A parametric analysis of future climate change effects on the energy performance and carbon emissions of a Chinese prefabricated timber house

Abstract

Prefabricated timber houses have received growing attention in China recently as being one possible approach to mitigating climate change impacts. This article presents the results from a dynamic thermal simulation parametric analysis of building characteristics and primary energy consumption, embodied and operational carbon of newly built prefabricated timber house types in northern China for current and future climates (2050 and 2080). The dynamic thermal modelling software DesignBuilder (+EnergyPlus) was adopted as the simulation package.

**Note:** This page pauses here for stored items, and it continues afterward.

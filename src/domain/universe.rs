//! Premarket gap universe selection.
//!
//! Narrows the daily coarse snapshot to a handful of gappers with real
//! opening volume, then drops anything below the market-cap floor. The coarse
//! result freezes at a fixed wall-clock cutoff and stays fixed until the next
//! session's [`UniverseSelector::reset`].

use crate::domain::snapshot::{CoarseSnapshot, FineSnapshot};
use crate::ports::market_data_port::MarketDataPort;
use chrono::{Duration, NaiveDateTime, NaiveTime};
use std::cmp::Ordering;
use tracing::debug;

#[derive(Debug, Clone, PartialEq)]
pub struct UniverseConfig {
    pub min_first_minute_volume: i64,
    pub min_market_cap: f64,
    pub min_premarket_change: f64,
    pub max_symbols: usize,
    pub freeze_cutoff: NaiveTime,
    pub market_open: NaiveTime,
}

impl Default for UniverseConfig {
    fn default() -> Self {
        UniverseConfig {
            min_first_minute_volume: 500_000,
            min_market_cap: 3e6,
            min_premarket_change: 0.10,
            max_symbols: 5,
            freeze_cutoff: NaiveTime::from_hms_opt(9, 32, 0).unwrap_or_default(),
            market_open: NaiveTime::from_hms_opt(9, 30, 0).unwrap_or_default(),
        }
    }
}

/// A coarse survivor before sorting.
#[derive(Debug, Clone, PartialEq)]
pub struct Candidate {
    pub symbol: String,
    pub gap_fraction: f64,
}

#[derive(Debug, Clone)]
pub struct UniverseSelector {
    config: UniverseConfig,
    frozen: Vec<String>,
}

impl UniverseSelector {
    pub fn new(config: UniverseConfig) -> Self {
        Self {
            config,
            frozen: Vec::new(),
        }
    }

    pub fn config(&self) -> &UniverseConfig {
        &self.config
    }

    /// The most recent coarse result; immutable once the cutoff has passed.
    pub fn frozen(&self) -> &[String] {
        &self.frozen
    }

    pub fn is_frozen(&self, now: NaiveDateTime) -> bool {
        now.time() >= self.config.freeze_cutoff
    }

    /// Coarse selection by first-minute volume and premarket gap.
    ///
    /// At or after the freeze cutoff this returns the stored list without
    /// touching `data`. Before it, every call recomputes from `snapshot`.
    pub fn coarse_filter(
        &mut self,
        now: NaiveDateTime,
        snapshot: &[CoarseSnapshot],
        data: &dyn MarketDataPort,
    ) -> Vec<String> {
        if self.is_frozen(now) {
            return self.frozen.clone();
        }

        let first_minute = now.date().and_time(self.config.market_open);
        let mut candidates = Vec::new();

        for row in snapshot {
            let volume = match first_minute_volume(data, &row.symbol, first_minute) {
                Some(v) => v,
                None => {
                    debug!(symbol = %row.symbol, "excluded: no first-minute bar");
                    continue;
                }
            };
            if volume < self.config.min_first_minute_volume {
                debug!(symbol = %row.symbol, volume, "excluded: first-minute volume");
                continue;
            }

            let gap_fraction = row.gap_fraction();
            if gap_fraction < self.config.min_premarket_change {
                debug!(symbol = %row.symbol, gap_fraction, "excluded: premarket change");
                continue;
            }

            candidates.push(Candidate {
                symbol: row.symbol.clone(),
                gap_fraction,
            });
        }

        self.frozen = rank_candidates(candidates, self.config.max_symbols);
        self.frozen.clone()
    }

    /// Market-cap filter over fundamentals. Input order is preserved.
    pub fn fine_filter(&self, fine: &[FineSnapshot]) -> Vec<String> {
        fine.iter()
            .filter(|f| match f.market_cap() {
                Some(cap) => cap >= self.config.min_market_cap,
                None => {
                    debug!(symbol = %f.symbol, "excluded: no market cap");
                    false
                }
            })
            .map(|f| f.symbol.clone())
            .collect()
    }

    /// Un-freeze ahead of the next session.
    pub fn reset(&mut self) {
        self.frozen.clear();
    }
}

/// Sort by gap descending (stable, so ties keep snapshot order) and keep the
/// first `max_symbols`.
pub fn rank_candidates(mut candidates: Vec<Candidate>, max_symbols: usize) -> Vec<String> {
    candidates.sort_by(|a, b| {
        b.gap_fraction
            .partial_cmp(&a.gap_fraction)
            .unwrap_or(Ordering::Equal)
    });
    candidates
        .into_iter()
        .take(max_symbols)
        .map(|c| c.symbol)
        .collect()
}

fn first_minute_volume(
    data: &dyn MarketDataPort,
    symbol: &str,
    first_minute: NaiveDateTime,
) -> Option<i64> {
    let symbols = [symbol.to_string()];
    let history = data
        .history(&symbols, first_minute, first_minute + Duration::minutes(1), false)
        .map_err(|e| debug!(symbol, error = %e, "first-minute history unavailable"))
        .ok()?;
    history
        .get(symbol)
        .and_then(|bars| bars.first())
        .map(|bar| bar.volume)
}

#[cfg(test)]
mod tests {
    use super::*;
    use crate::domain::bar::MinuteBar;
    use crate::domain::error::OrbError;
    use crate::domain::snapshot::CompanyProfile;
    use chrono::NaiveDate;
    use std::cell::Cell;
    use std::collections::HashMap;

    struct VolumeOnly {
        volumes: HashMap<String, i64>,
        calls: Cell<usize>,
    }

    impl VolumeOnly {
        fn new(volumes: &[(&str, i64)]) -> Self {
            Self {
                volumes: volumes
                    .iter()
                    .map(|(s, v)| (s.to_string(), *v))
                    .collect(),
                calls: Cell::new(0),
            }
        }
    }

    impl MarketDataPort for VolumeOnly {
        fn history(
            &self,
            symbols: &[String],
            start: NaiveDateTime,
            _end: NaiveDateTime,
            _extended_hours: bool,
        ) -> Result<HashMap<String, Vec<MinuteBar>>, OrbError> {
            self.calls.set(self.calls.get() + 1);
            let mut out = HashMap::new();
            for s in symbols {
                if let Some(&volume) = self.volumes.get(s) {
                    out.insert(
                        s.clone(),
                        vec![MinuteBar {
                            symbol: s.clone(),
                            time: start,
                            open: 10.0,
                            high: 10.5,
                            low: 9.5,
                            close: 10.0,
                            volume,
                        }],
                    );
                }
            }
            Ok(out)
        }

        fn current_bar(
            &self,
            _symbol: &str,
            _time: NaiveDateTime,
        ) -> Result<Option<MinuteBar>, OrbError> {
            Ok(None)
        }
    }

    fn at(h: u32, m: u32) -> NaiveDateTime {
        NaiveDate::from_ymd_opt(2024, 1, 2)
            .unwrap()
            .and_hms_opt(h, m, 0)
            .unwrap()
    }

    fn row(symbol: &str, price: f64, prior: f64) -> CoarseSnapshot {
        CoarseSnapshot {
            symbol: symbol.into(),
            price,
            adjusted_prior_close: prior,
        }
    }

    #[test]
    fn coarse_keeps_gappers_with_volume() {
        let data = VolumeOnly::new(&[("AAA", 600_000), ("BBB", 600_000)]);
        let mut selector = UniverseSelector::new(UniverseConfig::default());
        let snapshot = vec![row("AAA", 12.0, 10.0), row("BBB", 10.5, 10.0)];

        let result = selector.coarse_filter(at(9, 31), &snapshot, &data);
        assert_eq!(result, vec!["AAA"]);
        assert_eq!(selector.frozen(), &["AAA".to_string()]);
    }

    #[test]
    fn coarse_excludes_low_volume() {
        let data = VolumeOnly::new(&[("AAA", 499_999)]);
        let mut selector = UniverseSelector::new(UniverseConfig::default());
        let result = selector.coarse_filter(at(9, 31), &[row("AAA", 15.0, 10.0)], &data);
        assert!(result.is_empty());
    }

    #[test]
    fn coarse_excludes_missing_history() {
        let data = VolumeOnly::new(&[]);
        let mut selector = UniverseSelector::new(UniverseConfig::default());
        let result = selector.coarse_filter(at(9, 31), &[row("AAA", 15.0, 10.0)], &data);
        assert!(result.is_empty());
    }

    #[test]
    fn coarse_zero_prior_close_is_zero_gap() {
        let data = VolumeOnly::new(&[("ZERO", 1_000_000)]);
        let mut selector = UniverseSelector::new(UniverseConfig::default());
        let result = selector.coarse_filter(at(9, 31), &[row("ZERO", 5.0, 0.0)], &data);
        assert!(result.is_empty());

        let mut permissive = UniverseSelector::new(UniverseConfig {
            min_premarket_change: 0.0,
            ..UniverseConfig::default()
        });
        let result = permissive.coarse_filter(at(9, 31), &[row("ZERO", 5.0, 0.0)], &data);
        assert_eq!(result, vec!["ZERO"]);
    }

    #[test]
    fn coarse_sorts_and_truncates() {
        let data = VolumeOnly::new(&[
            ("A", 1_000_000),
            ("B", 1_000_000),
            ("C", 1_000_000),
            ("D", 1_000_000),
        ]);
        let mut selector = UniverseSelector::new(UniverseConfig {
            max_symbols: 3,
            ..UniverseConfig::default()
        });
        let snapshot = vec![
            row("A", 11.0, 10.0),
            row("B", 14.0, 10.0),
            row("C", 12.0, 10.0),
            row("D", 13.0, 10.0),
        ];
        let result = selector.coarse_filter(at(9, 31), &snapshot, &data);
        assert_eq!(result, vec!["B", "D", "C"]);
    }

    #[test]
    fn coarse_ties_keep_snapshot_order() {
        let data = VolumeOnly::new(&[("X", 1_000_000), ("Y", 1_000_000), ("Z", 1_000_000)]);
        let mut selector = UniverseSelector::new(UniverseConfig::default());
        let snapshot = vec![row("X", 12.0, 10.0), row("Y", 13.0, 10.0), row("Z", 12.0, 10.0)];
        let result = selector.coarse_filter(at(9, 31), &snapshot, &data);
        assert_eq!(result, vec!["Y", "X", "Z"]);
    }

    #[test]
    fn coarse_frozen_after_cutoff() {
        let data = VolumeOnly::new(&[("AAA", 600_000), ("NEW", 9_000_000)]);
        let mut selector = UniverseSelector::new(UniverseConfig::default());
        selector.coarse_filter(at(9, 31), &[row("AAA", 12.0, 10.0)], &data);
        let calls_before = data.calls.get();

        let later = selector.coarse_filter(at(9, 32), &[row("NEW", 50.0, 10.0)], &data);
        assert_eq!(later, vec!["AAA"]);
        let much_later = selector.coarse_filter(at(15, 0), &[], &data);
        assert_eq!(much_later, vec!["AAA"]);
        assert_eq!(data.calls.get(), calls_before);
    }

    #[test]
    fn coarse_recomputes_before_cutoff() {
        let data = VolumeOnly::new(&[("AAA", 600_000), ("BBB", 600_000)]);
        let mut selector = UniverseSelector::new(UniverseConfig::default());
        selector.coarse_filter(at(9, 30), &[row("AAA", 12.0, 10.0)], &data);
        let result = selector.coarse_filter(at(9, 31), &[row("BBB", 12.0, 10.0)], &data);
        assert_eq!(result, vec!["BBB"]);
    }

    #[test]
    fn reset_clears_frozen() {
        let data = VolumeOnly::new(&[("AAA", 600_000)]);
        let mut selector = UniverseSelector::new(UniverseConfig::default());
        selector.coarse_filter(at(9, 31), &[row("AAA", 12.0, 10.0)], &data);
        selector.reset();
        assert!(selector.frozen().is_empty());
        assert!(selector.coarse_filter(at(9, 45), &[], &data).is_empty());
    }

    #[test]
    fn fine_filters_by_market_cap_in_order() {
        let selector = UniverseSelector::new(UniverseConfig::default());
        let fine = vec![
            FineSnapshot {
                symbol: "BIG".into(),
                profile: Some(CompanyProfile {
                    market_cap: Some(5e9),
                }),
            },
            FineSnapshot {
                symbol: "TINY".into(),
                profile: Some(CompanyProfile {
                    market_cap: Some(1e6),
                }),
            },
            FineSnapshot {
                symbol: "NOPROFILE".into(),
                profile: None,
            },
            FineSnapshot {
                symbol: "NOCAP".into(),
                profile: Some(CompanyProfile { market_cap: None }),
            },
            FineSnapshot {
                symbol: "EDGE".into(),
                profile: Some(CompanyProfile {
                    market_cap: Some(3e6),
                }),
            },
        ];
        assert_eq!(selector.fine_filter(&fine), vec!["BIG", "EDGE"]);
    }
}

The main findings from the study were: (i) by 2080 climate change could increase energy demand by 13% for a terraced house, by 10% for a semi-detached house, and by 6% for a detached house, with corresponding increased carbon emissions of 27%, 26% and 23% respectively; (ii) in 2080, a terraced house would achieve 74% energy demand and 90% carbon emissions of a detached house; (iii) increasing the window-to-wall ratio from 0.25 to 0.45 would lead to 31% increase in energy demand, and 42% increase in carbon emissions in 2080; (iv) adjusting the configuration of key timber structural components (walls and floors) could lead to reductions of 19% in primary energy demand, 23% in operational carbon, and 6% in embodied carbon. A terraced timber house with south-facing and a window-to-wall ratio of 0.25 would be an optimal configuration to mitigate climate change impacts in northern China. The adjustment of prefabricated timber wall structure could give rise to significant reductions in primary energy consumption, operational carbon emissions, and embodied carbon.